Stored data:

//! Durable storage for configuration documents.

use super::file::JsonDir;
use crate::error::Result;
use crate::types::{InstanceConfiguration, InstanceId};
use async_trait::async_trait;
use dashmap::DashMap;
use std::path::{Path, PathBuf};

/// Persistence for one configuration document per instance.
///
/// Writes are always full documents; there is no partial-write contract.
#[async_trait]
pub trait ConfigurationStorage: Send + Sync {
    /// Write the full document for an instance.
    async fn save(&self, id: &InstanceId, configuration: &InstanceConfiguration) -> Result<()>;

    /// Read the document for an instance, if one was saved.
    async fn load(&self, id: &InstanceId) -> Result<Option<InstanceConfiguration>>;

    /// Remove the document for an instance. Missing documents are not an error.
    async fn delete(&self, id: &InstanceId) -> Result<()>;

    /// Read every stored document.
    async fn list(&self) -> Result<Vec<(InstanceId, InstanceConfiguration)>>;
}

/// In-memory configuration storage for development and testing.
#[derive(Default)]
pub struct InMemoryConfigurationStorage {
    documents: DashMap<InstanceId, InstanceConfiguration>,
}

impl InMemoryConfigurationStorage {
    /// Create empty storage.
    pub fn new() -> Self {
        Self::default()
    }

    /// Number of stored documents.
    pub fn len(&self) -> usize {
        self.documents.len()
    }

    /// Whether no documents are stored.
    pub fn is_empty(&self) -> bool {
        self.documents.is_empty()
    }
}

#[async_trait]
impl ConfigurationStorage for InMemoryConfigurationStorage {
    async fn save(&self, id: &InstanceId, configuration: &InstanceConfiguration) -> Result<()> {
        self.documents.insert(id.clone(), configuration.clone());
        Ok(())
    }

    async fn load(&self, id: &InstanceId) -> Result<Option<InstanceConfiguration>> {
        Ok(self.documents.get(id).map(|d| d.value().clone()))
    }

    async fn delete(&self, id: &InstanceId) -> Result<()> {
        self.documents.remove(id);
        Ok(())
    }

    async fn list(&self) -> Result<Vec<(InstanceId, InstanceConfiguration)>> {
        Ok(self
            .documents
            .iter()
            .map(|d| (d.key().clone(), d.value().clone()))
            .collect())
    }
}

/// Stores each document as `<dir>/<instance-id>.json`.
///
/// Saves write a temporary file and rename it into place, so readers never
/// observe a half-written document.
#[derive(Debug, Clone)]
pub struct FileConfigurationStorage {
    files: JsonDir,
}

impl FileConfigurationStorage {
    /// Store documents under `dir`, created on first save.
    pub fn new(dir: impl Into<PathBuf>) -> Self {
        Self {
            files: JsonDir::new(dir),
        }
    }

    /// The storage directory.
    pub fn dir(&self) -> &Path {
        self.files.dir()
    }
}

#[async_trait]
impl ConfigurationStorage for FileConfigurationStorage {
    async fn save(&self, id: &InstanceId, configuration: &InstanceConfiguration) -> Result<()> {
        self.files.save(id, configuration).await
    }

    async fn load(&self, id: &InstanceId) -> Result<Option<InstanceConfiguration>> {
        self.files.load(id).await
    }

    async fn delete(&self, id: &InstanceId) -> Result<()> {
        self.files.delete(id).await
    }

    async fn list(&self) -> Result<Vec<(InstanceId, InstanceConfiguration)>> {
        self.files.list().await
    }
}
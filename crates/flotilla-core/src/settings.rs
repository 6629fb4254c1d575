//! Control-plane settings.
//!
//! Settings are loaded from environment variables with sensible defaults.

use crate::allocator::{DEFAULT_PORT_RANGE_END, DEFAULT_PORT_RANGE_START};
use crate::error::{ControlPlaneError, Result};
use crate::events::DEFAULT_EVENT_CHANNEL_CAPACITY;
use crate::platform::DEFAULT_CLUSTER_PORT;
use crate::poller::DEFAULT_POLL_INTERVAL;
use crate::status_bus::DEFAULT_RECENT_CHANGES_CAPACITY;
use crate::types::Platform;
use serde::{Deserialize, Serialize};
use std::path::PathBuf;
use std::str::FromStr;
use std::time::Duration;

/// Settings for a [`ControlPlane`](crate::ControlPlane).
#[derive(Debug, Clone, PartialEq, Eq, Serialize, Deserialize)]
#[serde(default, rename_all = "camelCase")]
pub struct ControlPlaneSettings {
    /// Platform used when a caller does not choose one (default: process).
    pub default_platform: Platform,

    /// First port of the shared pool, inclusive (default: 8080).
    pub port_range_start: u16,

    /// Last port of the shared pool, inclusive (default: 9000).
    pub port_range_end: u16,

    /// Status changes retained for polling clients (default: 1000).
    pub recent_changes_capacity: usize,

    /// Directory for configuration documents. `None` keeps them in memory.
    pub config_dir: Option<PathBuf>,

    /// Seconds between status polls; 0 disables polling (default: 30).
    pub poll_interval_secs: u64,

    /// Per-channel buffer of the in-process event channel (default: 1024).
    pub event_channel_capacity: usize,

    /// Service port for managed-cluster instances (default: 8080).
    pub cluster_port: u16,
}

impl Default for ControlPlaneSettings {
    fn default() -> Self {
        Self {
            default_platform: Platform::Process,
            port_range_start: DEFAULT_PORT_RANGE_START,
            port_range_end: DEFAULT_PORT_RANGE_END,
            recent_changes_capacity: DEFAULT_RECENT_CHANGES_CAPACITY,
            config_dir: None,
            poll_interval_secs: DEFAULT_POLL_INTERVAL.as_secs(),
            event_channel_capacity: DEFAULT_EVENT_CHANNEL_CAPACITY,
            cluster_port: DEFAULT_CLUSTER_PORT,
        }
    }
}

impl ControlPlaneSettings {
    /// Load settings from environment variables.
    ///
    /// | Variable | Default |
    /// |----------|---------|
    /// | `FLOTILLA_DEFAULT_PLATFORM` | `process` (process, container, managed-cluster) |
    /// | `FLOTILLA_PORT_RANGE_START` | `8080` |
    /// | `FLOTILLA_PORT_RANGE_END` | `9000` |
    /// | `FLOTILLA_RECENT_CHANGES_CAPACITY` | `1000` |
    /// | `FLOTILLA_CONFIG_DIR` | unset (in-memory) |
    /// | `FLOTILLA_POLL_INTERVAL_SECS` | `30` (0 disables) |
    /// | `FLOTILLA_EVENT_CHANNEL_CAPACITY` | `1024` |
    /// | `FLOTILLA_CLUSTER_PORT` | `8080` |
    ///
    /// Unparseable values fall back to the default.
    pub fn from_env() -> Self {
        Self::from_lookup(|key| std::env::var(key).ok())
    }

    fn from_lookup(lookup: impl Fn(&str) -> Option<String>) -> Self {
        let default = Self::default();

        Self {
            default_platform: parse_var(&lookup, "FLOTILLA_DEFAULT_PLATFORM")
                .unwrap_or(default.default_platform),
            port_range_start: parse_var(&lookup, "FLOTILLA_PORT_RANGE_START")
                .unwrap_or(default.port_range_start),
            port_range_end: parse_var(&lookup, "FLOTILLA_PORT_RANGE_END")
                .unwrap_or(default.port_range_end),
            recent_changes_capacity: parse_var(&lookup, "FLOTILLA_RECENT_CHANGES_CAPACITY")
                .unwrap_or(default.recent_changes_capacity),
            config_dir: lookup("FLOTILLA_CONFIG_DIR")
                .filter(|v| !v.trim().is_empty())
                .map(PathBuf::from),
            poll_interval_secs: parse_var(&lookup, "FLOTILLA_POLL_INTERVAL_SECS")
                .unwrap_or(default.poll_interval_secs),
            event_channel_capacity: parse_var(&lookup, "FLOTILLA_EVENT_CHANNEL_CAPACITY")
                .unwrap_or(default.event_channel_capacity),
            cluster_port: parse_var(&lookup, "FLOTILLA_CLUSTER_PORT")
                .unwrap_or(default.cluster_port),
        }
    }

    /// Reject settings the control plane cannot run with.
    pub fn validate(&self) -> Result<()> {
        if self.port_range_start > self.port_range_end {
            return Err(ControlPlaneError::InvalidConfig(format!(
                "port range {}-{} is empty",
                self.port_range_start, self.port_range_end
            )));
        }
        if self.recent_changes_capacity == 0 {
            return Err(ControlPlaneError::InvalidConfig(
                "recent_changes_capacity must be > 0".into(),
            ));
        }
        if self.event_channel_capacity == 0 {
            return Err(ControlPlaneError::InvalidConfig(
                "event_channel_capacity must be > 0".into(),
            ));
        }
        Ok(())
    }

    /// Poll interval, or `None` when polling is disabled.
    pub fn poll_interval(&self) -> Option<Duration> {
        (self.poll_interval_secs > 0).then(|| Duration::from_secs(self.poll_interval_secs))
    }
}

fn parse_var<T: FromStr>(lookup: &impl Fn(&str) -> Option<String>, key: &str) -> Option<T> {
    lookup(key).and_then(|v| v.trim().parse().ok())
}

#[cfg(test)]
mod tests {
    use super::*;
    use std::collections::HashMap;

    fn lookup(vars: &[(&str, &str)]) -> impl Fn(&str) -> Option<String> {
        let vars: HashMap<String, String> = vars
            .iter()
            .map(|(k, v)| (k.to_string(), v.to_string()))
            .collect();
        move |key| vars.get(key).cloned()
    }

    #[test]
    fn test_defaults() {
        let settings = ControlPlaneSettings::default();
        assert_eq!(settings.default_platform, Platform::Process);
        assert_eq!((settings.port_range_start, settings.port_range_end), (8080, 9000));
        assert_eq!(settings.recent_changes_capacity, 1000);
        assert_eq!(settings.poll_interval(), Some(Duration::from_secs(30)));
        assert!(settings.config_dir.is_none());
        assert!(settings.validate().is_ok());
    }

    #[test]
    fn test_from_lookup_overrides() {
        let settings = ControlPlaneSettings::from_lookup(lookup(&[
            ("FLOTILLA_DEFAULT_PLATFORM", "managed-cluster"),
            ("FLOTILLA_PORT_RANGE_START", "20000"),
            ("FLOTILLA_PORT_RANGE_END", "20010"),
            ("FLOTILLA_CONFIG_DIR", "/var/lib/flotilla"),
            ("FLOTILLA_POLL_INTERVAL_SECS", "0"),
            ("FLOTILLA_CLUSTER_PORT", "9443"),
        ]));
        assert_eq!(settings.default_platform, Platform::ManagedCluster);
        assert_eq!((settings.port_range_start, settings.port_range_end), (20000, 20010));
        assert_eq!(settings.config_dir, Some(PathBuf::from("/var/lib/flotilla")));
        assert_eq!(settings.poll_interval(), None);
        assert_eq!(settings.cluster_port, 9443);
    }

    #[test]
    fn test_bad_values_fall_back() {
        let settings = ControlPlaneSettings::from_lookup(lookup(&[
            ("FLOTILLA_DEFAULT_PLATFORM", "mainframe"),
            ("FLOTILLA_PORT_RANGE_START", "seventy"),
            ("FLOTILLA_CONFIG_DIR", "  "),
        ]));
        assert_eq!(settings, ControlPlaneSettings::default());
    }

    #[test]
    fn test_validate_rejects_inverted_range() {
        let settings = ControlPlaneSettings {
            port_range_start: 9000,
            port_range_end: 8000,
            ..Default::default()
        };
        assert!(matches!(
            settings.validate(),
            Err(ControlPlaneError::InvalidConfig(_))
        ));
    }

    #[test]
    fn test_validate_rejects_zero_capacity() {
        let settings = ControlPlaneSettings {
            recent_changes_capacity: 0,
            ..Default::default()
        };
        assert!(settings.validate().is_err());
    }

    #[test]
    fn test_serde_camel_case_with_defaults() {
        let settings: ControlPlaneSettings =
            serde_json::from_str(r#"{"defaultPlatform":"container","pollIntervalSecs":5}"#).unwrap();
        assert_eq!(settings.default_platform, Platform::Container);
        assert_eq!(settings.poll_interval(), Some(Duration::from_secs(5)));
        assert_eq!(settings.port_range_end, 9000);
    }
}
//! Durable storage for instance records.

use super::file::JsonDir;
use crate::error::Result;
use crate::types::{Instance, InstanceId, ResourceAllocation};
use async_trait::async_trait;
use dashmap::DashMap;
use serde::{Deserialize, Serialize};
use std::path::{Path, PathBuf};

/// What the control plane needs to rebuild an instance after a restart.
#[derive(Debug, Clone, PartialEq, Serialize, Deserialize)]
pub struct InstanceRecord {
    /// Registry record as last written by the control plane.
    pub instance: Instance,
    /// Binding the instance was placed on.
    pub allocation: ResourceAllocation,
}

/// Persistence for one [`InstanceRecord`] per instance.
#[async_trait]
pub trait InstanceStorage: Send + Sync {
    /// Insert or replace the record for `record.instance.id()`.
    async fn save(&self, record: &InstanceRecord) -> Result<()>;

    /// Remove a record. Missing records are not an error.
    async fn delete(&self, id: &InstanceId) -> Result<()>;

    /// Read every stored record.
    async fn list(&self) -> Result<Vec<InstanceRecord>>;
}

/// In-memory instance storage. Nothing survives the process.
#[derive(Default)]
pub struct InMemoryInstanceStorage {
    records: DashMap<InstanceId, InstanceRecord>,
}

impl InMemoryInstanceStorage {
    /// Create empty storage.
    pub fn new() -> Self {
        Self::default()
    }
}

#[async_trait]
impl InstanceStorage for InMemoryInstanceStorage {
    async fn save(&self, record: &InstanceRecord) -> Result<()> {
        self.records
            .insert(record.instance.id().clone(), record.clone());
        Ok(())
    }

    async fn delete(&self, id: &InstanceId) -> Result<()> {
        self.records.remove(id);
        Ok(())
    }

    async fn list(&self) -> Result<Vec<InstanceRecord>> {
        Ok(self.records.iter().map(|r| r.value().clone()).collect())
    }
}

/// Stores each record as `<dir>/<instance-id>.json`.
#[derive(Debug, Clone)]
pub struct FileInstanceStorage {
    files: JsonDir,
}

impl FileInstanceStorage {
    /// Store records under `dir`, created on first save.
    pub fn new(dir: impl Into<PathBuf>) -> Self {
        Self {
            files: JsonDir::new(dir),
        }
    }

    /// The storage directory.
    pub fn dir(&self) -> &Path {
        self.files.dir()
    }
}

#[async_trait]
impl InstanceStorage for FileInstanceStorage {
    async fn save(&self, record: &InstanceRecord) -> Result<()> {
        self.files.save(record.instance.id(), record).await
    }

    async fn delete(&self, id: &InstanceId) -> Result<()> {
        self.files.delete(id).await
    }

    async fn list(&self) -> Result<Vec<InstanceRecord>> {
        let records: Vec<(InstanceId, InstanceRecord)> = self.files.list().await?;
        Ok(records
            .into_iter()
            .filter_map(|(id, record)| {
                if record.instance.id() == &id {
                    Some(record)
                } else {
                    tracing::warn!(instance_id = %id, "Instance record filed under the wrong id, skipping");
                    None
                }
            })
            .collect())
    }
}

#[cfg(test)]
mod tests {
    use super::*;
    use crate::types::Platform;

    fn record(port: u16) -> InstanceRecord {
        InstanceRecord {
            instance: Instance::new("alpha", "", Platform::Process),
            allocation: ResourceAllocation::allocated("127.0.0.1", port),
        }
    }

    #[tokio::test]
    async fn test_in_memory_save_list_delete() {
        let storage = InMemoryInstanceStorage::new();
        let record = record(8080);
        storage.save(&record).await.unwrap();
        assert_eq!(storage.list().await.unwrap(), vec![record.clone()]);

        storage.delete(record.instance.id()).await.unwrap();
        storage.delete(record.instance.id()).await.unwrap();
        assert!(storage.list().await.unwrap().is_empty());
    }

    #[tokio::test]
    async fn test_file_storage_survives_reopen() {
        let dir = std::env::temp_dir().join(format!("flotilla-instances-{}", uuid::Uuid::new_v4()));
        let record = record(8181);
        FileInstanceStorage::new(&dir).save(&record).await.unwrap();

        let reopened = FileInstanceStorage::new(&dir);
        assert_eq!(reopened.list().await.unwrap(), vec![record.clone()]);

        reopened.delete(record.instance.id()).await.unwrap();
        assert!(reopened.list().await.unwrap().is_empty());

        let _ = tokio::fs::remove_dir_all(&dir).await;
    }
}
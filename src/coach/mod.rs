//! Answer coaching.
//!
//! Hosted models judge free-text answers, suggest follow-ups, describe
//! options and propose example answers. Providers are tried in order:
//! - **Gemini**: when `GOOGLE_FLASH_API_KEY` is set
//! - **OpenRouter**: when `OPENROUTER_API_KEY` is set
//! - **Heuristic**: always, and the only source when no key is configured

mod extract;
mod facade;
mod gemini;
pub mod heuristic;
mod openrouter;
mod prompted;
mod provider;

pub use facade::{CoachingFacade, merge_descriptions};
pub use gemini::GeminiBackend;
pub use heuristic::Gist;
pub use openrouter::OpenRouterBackend;
pub use prompted::{CompletionBackend, Prompt, PromptedProvider};
pub use provider::{
    Coach, CoachingProvider, Descriptions, OptionDescription, ValidateRequest, Validation,
};

use std::sync::Arc;

use reqwest::Client;

use crate::config::CoachConfig;
use crate::error::CoachError;

/// Build the provider chain from configuration.
pub fn build_coach(config: &CoachConfig) -> Result<CoachingFacade, CoachError> {
    let client = Client::builder().timeout(config.provider_timeout).build()?;
    let mut providers: Vec<Arc<dyn CoachingProvider>> = Vec::new();

    if let Some(key) = &config.google_api_key {
        providers.push(Arc::new(PromptedProvider::new(GeminiBackend::new(
            client.clone(),
            key.clone(),
            config.google_model.clone(),
        ))));
    }
    if let Some(key) = &config.openrouter_api_key {
        providers.push(Arc::new(PromptedProvider::new(OpenRouterBackend::new(
            client,
            key.clone(),
            config.openrouter_model.clone(),
            config.openrouter_base_url.clone(),
        ))));
    }

    let facade = CoachingFacade::new(providers, config.provider_timeout);
    if facade.provider_names().is_empty() {
        tracing::info!("No coaching provider key set, using heuristic coaching only");
    } else {
        tracing::info!(providers = ?facade.provider_names(), "Coaching providers configured");
    }
    Ok(facade)
}

#[cfg(test)]
mod tests {
    use super::*;
    use secrecy::SecretString;

    #[test]
    fn chain_follows_configured_keys() {
        let config = CoachConfig::default();
        assert!(build_coach(&config).unwrap().provider_names().is_empty());

        let config = CoachConfig {
            google_api_key: Some(SecretString::from("g".to_string())),
            openrouter_api_key: Some(SecretString::from("o".to_string())),
            ..CoachConfig::default()
        };
        assert_eq!(
            build_coach(&config).unwrap().provider_names(),
            vec!["gemini", "openrouter"]
        );
    }
}
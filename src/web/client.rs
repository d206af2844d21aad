//! HTTP client for a running survey server.
//!
//! Lets the terminal wizard drive a remote server with the same
//! [`Coach`], [`Submitter`] and [`TelemetrySink`] seams it uses in-process.

use std::time::Duration;

use async_trait::async_trait;
use reqwest::{Client, StatusCode};
use serde::Serialize;
use serde::de::DeserializeOwned;
use url::Url;

use crate::coach::{Coach, Descriptions, ValidateRequest, Validation};
use crate::error::{CoachError, GatewayError, SubmitError, TelemetryError};
use crate::responses::{SubmitReceipt, Submission, Submitter};
use crate::schema::SurveySchema;
use crate::telemetry::{TelemetryEvent, TelemetrySink};
use crate::web::types::{
    DescribeRequest, DescribeResponse, ErrorBody, ExamplesRequest, ExamplesResponse,
    FollowupRequest, FollowupResponse, OptionRef, ValidateResponse,
};

pub struct GatewayClient {
    http: Client,
    base: Url,
}

impl GatewayClient {
    pub fn new(base: &str, timeout: Duration) -> Result<Self, GatewayError> {
        let base = Url::parse(base).map_err(|e| GatewayError::RequestFailed {
            url: base.to_string(),
            reason: format!("invalid server URL: {e}"),
        })?;
        let http = Client::builder().timeout(timeout).build()?;
        Ok(Self { http, base })
    }

    pub fn base_url(&self) -> &Url {
        &self.base
    }

    pub async fn schema(&self) -> Result<SurveySchema, GatewayError> {
        let url = self.endpoint("/api/surveys/schema")?;
        let response = self.http.get(url.clone()).send().await?;
        decode(url, response).await
    }

    fn endpoint(&self, path: &str) -> Result<Url, GatewayError> {
        self.base.join(path).map_err(|e| GatewayError::RequestFailed {
            url: format!("{}{path}", self.base),
            reason: e.to_string(),
        })
    }

    async fn post<B: Serialize, R: DeserializeOwned>(
        &self,
        path: &str,
        body: &B,
    ) -> Result<R, GatewayError> {
        let url = self.endpoint(path)?;
        let response = self.http.post(url.clone()).json(body).send().await?;
        decode(url, response).await
    }
}

async fn decode<R: DeserializeOwned>(
    url: Url,
    response: reqwest::Response,
) -> Result<R, GatewayError> {
    let status = response.status();
    if !status.is_success() {
        let reason = error_message(status, response).await;
        return Err(GatewayError::RequestFailed {
            url: url.to_string(),
            reason,
        });
    }
    Ok(response.json().await?)
}

/// The `{error}` body when there is one, else the status line.
async fn error_message(status: StatusCode, response: reqwest::Response) -> String {
    match response.json::<ErrorBody>().await {
        Ok(body) => body.error,
        Err(_) => status.to_string(),
    }
}

fn coach_error(e: GatewayError) -> CoachError {
    CoachError::RequestFailed {
        provider: "gateway".to_string(),
        reason: e.to_string(),
    }
}

#[async_trait]
impl Coach for GatewayClient {
    async fn validate(&self, request: &ValidateRequest) -> Result<Validation, CoachError> {
        let response: ValidateResponse = self
            .post("/api/ai/validate", request)
            .await
            .map_err(coach_error)?;
        Ok(response.validation)
    }

    async fn followup(&self, question: &str, answer: &str) -> Result<String, CoachError> {
        let body = FollowupRequest {
            question: question.to_string(),
            answer: answer.to_string(),
        };
        let response: FollowupResponse = self
            .post("/api/ai/followup", &body)
            .await
            .map_err(coach_error)?;
        Ok(response.followup)
    }

    async fn describe_options(
        &self,
        question_id: &str,
        options: &[String],
    ) -> Result<Descriptions, CoachError> {
        let body = DescribeRequest {
            question_id: question_id.to_string(),
            options: options
                .iter()
                .map(|label| OptionRef {
                    id: String::new(),
                    label: label.clone(),
                })
                .collect(),
        };
        let response: DescribeResponse = self
            .post("/api/ai/describe", &body)
            .await
            .map_err(coach_error)?;
        Ok(response.descriptions)
    }

    async fn examples(
        &self,
        question_id: &str,
        role_id: Option<&str>,
    ) -> Result<Vec<String>, CoachError> {
        let body = ExamplesRequest {
            question_id: question_id.to_string(),
            role_id: role_id.map(str::to_string),
        };
        let response: ExamplesResponse = self
            .post("/api/ai/examples", &body)
            .await
            .map_err(coach_error)?;
        Ok(response.examples)
    }
}

#[async_trait]
impl Submitter for GatewayClient {
    async fn submit(&self, submission: Submission) -> Result<SubmitReceipt, SubmitError> {
        let url = self
            .endpoint("/api/surveys/submit")
            .map_err(|e| SubmitError::Transport(e.to_string()))?;
        let response = self
            .http
            .post(url)
            .json(&submission)
            .send()
            .await
            .map_err(|e| SubmitError::Transport(e.to_string()))?;

        let status = response.status();
        if status.is_success() {
            return response
                .json()
                .await
                .map_err(|e| SubmitError::Transport(e.to_string()));
        }
        let message = error_message(status, response).await;
        if status.is_client_error() {
            Err(SubmitError::Rejected(message))
        } else {
            Err(SubmitError::Transport(message))
        }
    }
}

#[async_trait]
impl TelemetrySink for GatewayClient {
    async fn record(&self, events: Vec<TelemetryEvent>) -> Result<(), TelemetryError> {
        let _: serde_json::Value = self
            .post("/api/telemetry", &events)
            .await
            .map_err(|e| TelemetryError::Transport(e.to_string()))?;
        Ok(())
    }
}

#[cfg(test)]
mod tests {
    use super::*;

    #[test]
    fn endpoints_resolve_against_base() {
        let client = GatewayClient::new("http://127.0.0.1:3000", Duration::from_secs(5)).unwrap();
        assert_eq!(
            client.endpoint("/api/telemetry").unwrap().as_str(),
            "http://127.0.0.1:3000/api/telemetry"
        );
    }

    #[test]
    fn bad_base_url_is_rejected() {
        assert!(matches!(
            GatewayClient::new("not a url", Duration::from_secs(5)),
            Err(GatewayError::RequestFailed { .. })
        ));
    }

    #[tokio::test]
    async fn unreachable_server_is_a_transport_error() {
        // Port 9 (discard) is closed on test machines.
        let client = GatewayClient::new("http://127.0.0.1:9", Duration::from_secs(2)).unwrap();
        let result = client.submit(Submission::default()).await;
        assert!(matches!(result, Err(SubmitError::Transport(_))));
    }
}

### Task to complete
Take every line from the records that holds "DashMap" and copy it down.

### Result of the exercise
use dashmap::DashMap;
    documents: DashMap<InstanceId, InstanceConfiguration>,
use dashmap::DashMap;
    records: DashMap<InstanceId, InstanceRecord>,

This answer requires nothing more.